I am slowly getting my head around the Linux installation on this PC. Some people may be able to work all this out for themselves, but I still need to read books before I get very far with most computing. So I’ve been to that great old fashioned institution the *public library* and ordered some books.

Part of the process is learning where to start and what is relevant for what I want to do.

I have a germ of an idea about open source information management.

Most organisations I’ve worked with this year have poor information architecture across their organisatoins. I’ve not worked with one organisation that has a coherent file plan which cuts across all the information resources they have - including the internet, databases, email accounts, intranet and the contents of individuals PCs. Information chaos and confusion rather than information management.

What is also striking is how reluctant people are to reveal the contents of their own work machines. This isn’t to invade people’s privacy - its to able to look at how they have organised information locally so that they can be helped in organising and retrieving what they have. In at least one organisation I’ve worked in, the best way to describe how people find things (on their own machines, let alone shared drives) is ‘retrieval by memory’. They remember where things are (mostly) rather than having any systematic and organised retrieval mechanism or tool.
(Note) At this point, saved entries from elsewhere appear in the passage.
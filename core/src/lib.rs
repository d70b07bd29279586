//! `lattice-core`: a dialect-agnostic SQL data access core built on a
//! template/fragment algebra, a schema capability interface supplied by
//! application code, and the mutation/query/normalisation engines that
//! operate over it.
//!
//! This crate deliberately does not declare any concrete table — the
//! typed schema declaration surface is an application-level concern
//! (out of scope; see [`schema`] for the capability traits an application
//! implements instead).

pub mod cascade;
pub mod codec;
pub mod database;
pub mod dialect;
pub mod driver;
pub mod error;
pub mod mutate;
pub mod normalize;
pub mod query;
pub mod render;
pub mod schema;
pub mod template;
pub mod value;

/// Common imports for application code wiring a concrete dialect crate
/// against this core.
pub mod prelude {
    pub use crate::cascade::{cascade_soft_delete, cascade_soft_delete_where, Registry};
    pub use crate::codec::{DefaultDialectCodec, DialectCodec};
    pub use crate::database::{Database, Scoped};
    pub use crate::dialect::{DeclaredType, Dialect, DialectKind};
    pub use crate::driver::{Driver, MigrationLock, Row};
    pub use crate::error::{LatticeError, Result};
    pub use crate::mutate::{Engine as MutationEngine, MutationData, Operation};
    pub use crate::normalize::{Entity, EntityId, ForwardRef};
    pub use crate::query::QueryEngine;
    pub use crate::render::{render, Rendered};
    pub use crate::schema::{
        DerivedColumnInfo, FieldInfo, Marker, MarkerOp, OnDelete, ReferenceInfo, TableInfo, TableKind,
    };
    pub use crate::template::{Template, TemplateBuilder};
    pub use crate::value::{Builtin, DbValue, FieldValue, Value};
}
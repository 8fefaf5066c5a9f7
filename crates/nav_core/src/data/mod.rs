//! Data structures for unit kind configuration.
//!
//! Pure data types deserialized from RON. This module does no IO; reading
//! files is left to the tools crate.

mod unit_data;

pub use unit_data::{ArrivalBehavior, UnitKindData};
/// Chebyshev distance between two cells (admissible for 8-directional moves).
#[inline]
fn chebyshev_heuristic(x1: u32, y1: u32, x2: u32, y2: u32) -> Fixed {
    Fixed::from_num(x1.abs_diff(x2).max(y1.abs_diff(y2)))
}

/// Plan a route across the grid from `start` to `goal` (world positions).
///
/// Returns cell-center waypoints in travel order, starting with the start cell.
///
/// # Errors
///
/// Returns `NavError::InvalidState` if:
/// - Start or goal position is outside the grid
/// - Start or goal position is blocked
/// - No path exists between start and goal
pub fn plan_route(grid: &NavGrid, start: Vec2Fixed, goal: Vec2Fixed) -> Result<Vec<Vec2Fixed>> {
    let (start_x, start_y) = grid
        .world_to_grid(start)
        .ok_or_else(|| NavError::InvalidState("Start position outside grid".into()))?;

    let (goal_x, goal_y) = grid
        .world_to_grid(goal)
        .ok_or_else(|| NavError::InvalidState("Goal position outside grid".into()))?;

    if !grid.is_walkable(start_x, start_y) {
        return Err(NavError::InvalidState("Start position is blocked".into()));
    }
    if !grid.is_walkable(goal_x, goal_y) {
        return Err(NavError::InvalidState("Goal position is blocked".into()));
    }

    let goal_node = grid.node(goal_x, goal_y);
    let path = find_path(
        grid.node(start_x, start_y),
        &goal_node,
        |_, to| grid.movement_cost(to.x, to.y).unwrap_or(Fixed::MAX),
        |node| chebyshev_heuristic(node.x, node.y, goal_x, goal_y),
    )
    .ok_or_else(|| {
        NavError::InvalidState(format!(
            "No path from ({start_x}, {start_y}) to ({goal_x}, {goal_y})"
        ))
    })?;

    tracing::debug!(
        from = ?(start_x, start_y),
        to = ?(goal_x, goal_y),
        hops = path.hops(),
        "Planned route"
    );

    Ok(path
        .to_vec_from_start()
        .into_iter()
        .map(|node| grid.grid_to_world(node.x, node.y))
        .collect())
}

/// Smooth a route by removing unnecessary waypoints.
///
/// Uses line-of-sight checks to skip intermediate waypoints while
/// ensuring the route doesn't cut through obstacles.
#[must_use]
pub fn smooth_path(grid: &NavGrid, path: Vec<Vec2Fixed>) -> Vec<Vec2Fixed> {
    if path.len() <= 2 {
        return path;
    }

    let mut smoothed = Vec::with_capacity(path.len());
    smoothed.push(path[0]);

    let mut current_idx = 0;

    while current_idx < path.len() - 1 {
        let mut furthest_visible = current_idx + 1;

        for check_idx in (current_idx + 2)..path.len() {
            if has_line_of_sight(grid, path[current_idx], path[check_idx]) {
                furthest_visible = check_idx;
            }
        }

        smoothed.push(path[furthest_visible]);
        current_idx = furthest_visible;
    }

    smoothed
}

/// Plan a smoothed route and turn it into waypoints to queue.
///
/// The start cell is dropped and the last waypoint is `goal` itself rather
/// than the center of its cell.
///
/// # Errors
///
/// Same as [`plan_route`].
pub fn plan_waypoints(grid: &NavGrid, start: Vec2Fixed, goal: Vec2Fixed) -> Result<Vec<Vec2Fixed>> {
    let route = smooth_path(grid, plan_route(grid, start, goal)?);

    let mut waypoints: Vec<Vec2Fixed> = route.into_iter().skip(1).collect();
    match waypoints.last_mut() {
        Some(last) => *last = goal,
        None => waypoints.push(goal),
    }
    Ok(waypoints)
}
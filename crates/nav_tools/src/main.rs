//! EvaFrontier - Navigation Tools

use std::path::PathBuf;

use clap::{Parser, Subcommand};
use nav_tools::scenario::{run_scenario_for, Scenario};
use tracing_subscriber::{layer::SubscriberExt, util::SubscriberInitExt};

#[derive(Parser)]
#[command(name = "nav-tools")]
#[command(about = "Navigation development tools for EvaFrontier")]
struct Cli {
    #[command(subcommand)]
    command: Commands,
}

#[derive(Subcommand)]
enum Commands {
    /// Validate unit kind data files
    Validate {
        /// Path to data directory
        #[arg(default_value = "data/units")]
        path: PathBuf,
    },
    /// Run a headless navigation scenario
    Simulate {
        /// Path to the scenario RON file
        scenario: PathBuf,
        /// Override the scenario's tick count
        #[arg(long)]
        ticks: Option<u64>,
    },
}

fn main() {
    // Initialize tracing
    tracing_subscriber::registry()
        .with(tracing_subscriber::fmt::layer())
        .with(tracing_subscriber::EnvFilter::from_default_env())
        .init();

    let cli = Cli::parse();

    match cli.command {
        Commands::Validate { path } => {
            tracing::info!("Validating unit data in: {}", path.display());
            match nav_tools::validate::validate_data_directory(&path) {
                Ok(count) => tracing::info!("Validation passed ({count} unit kinds)"),
                Err(e) => {
                    tracing::error!("Validation failed: {e}");
                    std::process::exit(1);
                }
            }
        }
        Commands::Simulate { scenario, ticks } => {
            let report = Scenario::load(&scenario).and_then(|loaded| {
                let ticks = ticks.unwrap_or(loaded.ticks);
                tracing::info!("Running scenario '{}' for {ticks} ticks", loaded.name);
                run_scenario_for(&loaded, ticks)
            });
            match report {
                Ok(report) => {
                    for agent in &report.agents {
                        tracing::info!(
                            id = agent.id,
                            kind = %agent.kind,
                            x = agent.position.0,
                            y = agent.position.1,
                            direction = ?agent.direction,
                            frame = agent.frame,
                            collisions = agent.collisions,
                            arrivals = agent.arrivals,
                            "Agent final state"
                        );
                    }
                    println!("{report}");
                }
                Err(e) => {
                    tracing::error!("Scenario failed: {e}");
                    std::process::exit(1);
                }
            }
        }
    }
}
//! # Nav Test Utilities
//!
//! Shared testing utilities for the navigation crates:
//! - Determinism test harness
//! - Map, world and unit kind fixtures
//! - Property-based testing strategies

#![forbid(unsafe_code)]
#![warn(missing_docs)]

pub mod determinism;
pub mod fixtures;

/// Re-export proptest for convenience.
pub use proptest;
Categorisation is one method to help, but it is partial and inexact (for example, does this post go under the category of ‘information management’ or ‘open source’?)

Perhaps a small way to help people understand this would be to make the contents of everyone’s work PCs visible to everyone else in the organisation (including email - with FOI its pointless to try and hide most of it anyway) and even if corporate file plans are not developed, at least guidance and best practice could be shared.

So much information, so little organisation.